# Catahoula leopard pup



## ctaylor94 (May 13, 2013)

I just purchased a Catahoula Leopard and the breeder told us he was 8 weeks old well come to find out he is actually 6 weeks old. He only weighs 3.5 lbs (he doesn't eat much and verly drinks anything but we did take him to the vet to make sure he is okay) which seems really small to me I was just wondering if anyone could tell me if his weight is normal? He is suppose to be a big dog. Here he is:


----------



## elrohwen (Nov 10, 2011)

That seems very small for a catahoula. My dog will max out at 50lbs and at 6 weeks he was around 6lbs.

Did you meet the parents? Did you see where he was raised?


----------



## HollowHeaven (Feb 5, 2012)

Even for 6 weeks old, he seems very very small...
Did you happen to see the parents?
To me, he looks either mixed or a lot younger than 6 weeks. Which is not good at all.


----------



## Kayla_Nicole (Dec 19, 2012)

I agree that sounds much too small for a 6 week old pup of his breed. My Wheaten will be around 40 pounds in adulthood, and she gained almost exactly a pound per week from birth til she was about 7 months old. So she was around 6 pounds at 6 weeks, 8 pounds at 8 weeks, etc.


----------



## ctaylor94 (May 13, 2013)

I did not get to meet the parents but I asked the guy to send me pictures, he said he will send them tonight when his wife gets home with them. He is suppose to be pure breed catahoula, does he look like it? He has the blue eyes. I thought he was younger then 6 weeks too but the vet told me based on his teeth he is roughly 6 weeks. He's still wobblely and not that active, he mostly sleeps. Maybe he is just under weight? He does look fairly skinny to me so I am feeding him every couple hours.
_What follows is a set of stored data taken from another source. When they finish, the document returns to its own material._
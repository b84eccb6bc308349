use anyhow::ensure;
use serde::{Deserialize, Serialize};
use std::path::PathBuf;

/// Smallest surface that still leaves room inside the widest chart margins
const MIN_CHART_WIDTH: f64 = 240.0;
const MIN_CHART_HEIGHT: f64 = 110.0;

#[derive(Debug, Clone, Deserialize, Serialize)]
pub struct Config {
    /// Server address (e.g., "0.0.0.0:8080")
    #[serde(default = "default_addr")]
    pub addr: String,
    /// JSON snapshot replacing the built-in sample data
    #[serde(default)]
    pub data_file: Option<PathBuf>,
    /// Logging configuration
    #[serde(default)]
    pub log: LogConfig,
    /// Chart surface configuration
    #[serde(default)]
    pub chart: ChartConfig,
    /// Force layout configuration
    #[serde(default)]
    pub simulation: SimulationConfig,
}

#[derive(Debug, Clone, Deserialize, Serialize)]
pub struct LogConfig {
    /// Log level: trace, debug, info, warn, error
    #[serde(default = "default_log_level")]
    pub level: String,
}

impl Default for LogConfig {
    fn default() -> Self {
        Self {
            level: default_log_level(),
        }
    }
}

fn default_log_level() -> String {
    "info".to_string()
}

#[derive(Debug, Clone, PartialEq, Deserialize, Serialize)]
pub struct ChartConfig {
    /// Drawing surface width in pixels
    #[serde(default = "default_chart_width")]
    pub width: f64,
    /// Drawing surface height in pixels
    #[serde(default = "default_chart_height")]
    pub height: f64,
}

impl Default for ChartConfig {
    fn default() -> Self {
        Self {
            width: default_chart_width(),
            height: default_chart_height(),
        }
    }
}

#[derive(Debug, Clone, PartialEq, Deserialize, Serialize)]
pub struct SimulationConfig {
    /// Rest length of link springs
    #[serde(default = "default_link_distance")]
    pub link_distance: f64,
    /// Many-body strength (negative repels)
    #[serde(default = "default_charge_strength")]
    pub charge_strength: f64,
    /// Strength of the x/y forces pulling toward the center
    #[serde(default = "default_position_strength")]
    pub position_strength: f64,
    /// Alpha below which the simulation counts as settled
    #[serde(default = "default_alpha_min")]
    pub alpha_min: f64,
    /// Ticks needed to cool from alpha 1 to alpha_min
    #[serde(default = "default_cooling_ticks")]
    pub cooling_ticks: usize,
    /// Fraction of velocity lost per tick
    #[serde(default = "default_velocity_decay")]
    pub velocity_decay: f64,
    /// Interval between live ticks streamed over WebSocket
    #[serde(default = "default_tick_interval_ms")]
    pub tick_interval_ms: u64,
    /// Upper bound of ticks spent on the initial server-side layout
    #[serde(default = "default_max_ticks")]
    pub max_ticks: usize,
}

impl Default for SimulationConfig {
    fn default() -> Self {
        Self {
            link_distance: default_link_distance(),
            charge_strength: default_charge_strength(),
            position_strength: default_position_strength(),
            alpha_min: default_alpha_min(),
            cooling_ticks: default_cooling_ticks(),
            velocity_decay: default_velocity_decay(),
            tick_interval_ms: default_tick_interval_ms(),
            max_ticks: default_max_ticks(),
        }
    }
}

// Default value functions
fn default_addr() -> String {
    "0.0.0.0:8080".to_string()
}

fn default_chart_width() -> f64 {
    900.0
}

fn default_chart_height() -> f64 {
    600.0
}

fn default_link_distance() -> f64 {
    100.0
}

fn default_charge_strength() -> f64 {
    -300.0
}

fn default_position_strength() -> f64 {
    0.1
}

fn default_alpha_min() -> f64 {
    0.001
}

fn default_cooling_ticks() -> usize {
    300
}

fn default_velocity_decay() -> f64 {
    0.4
}

fn default_tick_interval_ms() -> u64 {
    16
}

fn default_max_ticks() -> usize {
    1000
}

impl Default for Config {
    fn default() -> Self {
        Self {
            addr: default_addr(),
            data_file: None,
            log: LogConfig::default(),
            chart: ChartConfig::default(),
            simulation: SimulationConfig::default(),
        }
    }
}

impl Config {
    /// Load configuration from TOML file
    pub fn load(path: &str) -> anyhow::Result<Self> {
        let content = std::fs::read_to_string(path)?;
        let config: Config = toml::from_str(&content)?;
        config.validate()?;
        Ok(config)
    }

    /// Reject values the layouts cannot work with
    pub fn validate(&self) -> anyhow::Result<()> {
        self.chart.validate()?;
        self.simulation.validate()
    }
}

impl ChartConfig {
    fn validate(&self) -> anyhow::Result<()> {
        ensure!(
            self.width > MIN_CHART_WIDTH && self.height > MIN_CHART_HEIGHT,
            "chart must be larger than {}x{}, got {}x{}",
            MIN_CHART_WIDTH,
            MIN_CHART_HEIGHT,
            self.width,
            self.height
        );
        Ok(())
    }
}

impl SimulationConfig {
    fn validate(&self) -> anyhow::Result<()> {
        ensure!(
            self.alpha_min > 0.0 && self.alpha_min < 1.0,
            "simulation.alpha_min must be in (0, 1), got {}",
            self.alpha_min
        );
        ensure!(
            (0.0..=1.0).contains(&self.velocity_decay),
            "simulation.velocity_decay must be in [0, 1], got {}",
            self.velocity_decay
        );
        ensure!(self.cooling_ticks > 0, "simulation.cooling_ticks must be positive");
        ensure!(self.max_ticks > 0, "simulation.max_ticks must be positive");
        ensure!(
            self.link_distance.is_finite() && self.charge_strength.is_finite() && self.position_strength.is_finite(),
            "simulation forces must be finite numbers"
        );
        Ok(())
    }
}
I thinking maybe the breeder did not pay much attention to him and all the pups gobbled up the food and he did not, also I dont think he was ready to leave his momma yet.


----------



## kcomstoc (Mar 9, 2013)

Just a reminder for the next dog you get, always see the parents BEFORE you buy the pup  just to be safe. Did they do health checks? they don't sound repurable to me


----------



## elrohwen (Nov 10, 2011)

The merle coloring is found in breeds other than catahoula, so at that age, it's really hard to tell. Whether he is purebred or not will be more apparent as he gets older.


----------



## ctaylor94 (May 13, 2013)

My husband went to go get the pup, if I would have gone I definitely would have asked to see the parents. I'm not sure why the puppies weren't around the parents to begin with. He said they dewormed them and gave them shots themselves. Which the vet told us shots do not even work until the puppies are 8 weeks so we have to get the first set of shots and dewormed again.


----------



## ctaylor94 (May 13, 2013)

Okay well thank you anyways. Do you think maybe he is just underweight and with proper feeding he will be back to normal weight?


----------



## packetsmom (Mar 21, 2013)

Poor little guy...he seems TINY to me, but then, I'm getting used to my beast. I'm glad he's been to the vet and it sounds like you're working hard to put weight on him. I'd also keep him nice and warm.

My current pup, for medical reasons related to the mother, had to leave his mother at 5 1/2 weeks. He still looked a lot more developed than this little guy. At first, we found we had to water his food a little bit so that it was easier for him to eat, but by about 6 to 6 1/2 weeks he was able to eat kibble fine. It took a bit longer before he caught on to eating treats for training.


----------



## elrohwen (Nov 10, 2011)

ctaylor94 said:


> Okay well thank you anyways. Do you think maybe he is just underweight and with proper feeding he will be back to normal weight?


It's possible. Pups who are undernourished tend to have big growth spurts and catch up to where they should have been.


----------



## ctaylor94 (May 13, 2013)

packetsmom said:


> Poor little guy...he seems TINY to me, but then, I'm getting used to my beast. I'm glad he's been to the vet and it sounds like you're working hard to put weight on him. I'd also keep him nice and warm.
> 
> My current pup, for medical reasons related to the mother, had to leave his mother at 5 1/2 weeks. He still looked a lot more developed than this little guy. At first, we found we had to water his food a little bit so that it was easier for him to eat, but by about 6 to 6 1/2 weeks he was able to eat kibble fine. It took a bit longer before he caught on to eating treats for training.


I feel bad for him as well. He seems very small to me too but I guess we will see, maybe now that he is be fed well he will start to sprout. We have him on blue buffalo soft food and we add a tiny bit of water to that as he seems to be able to lick it up better. Once we run out of this though we will switch to hard food and soften that with water as well. Is it normal for them to have runny stool? I thought maybe it's runny from the soft food.


----------



## ctaylor94 (May 13, 2013)

elrohwen said:


> It's possible. Pups who are undernourished tend to have big growth spurts and catch up to where they should have been.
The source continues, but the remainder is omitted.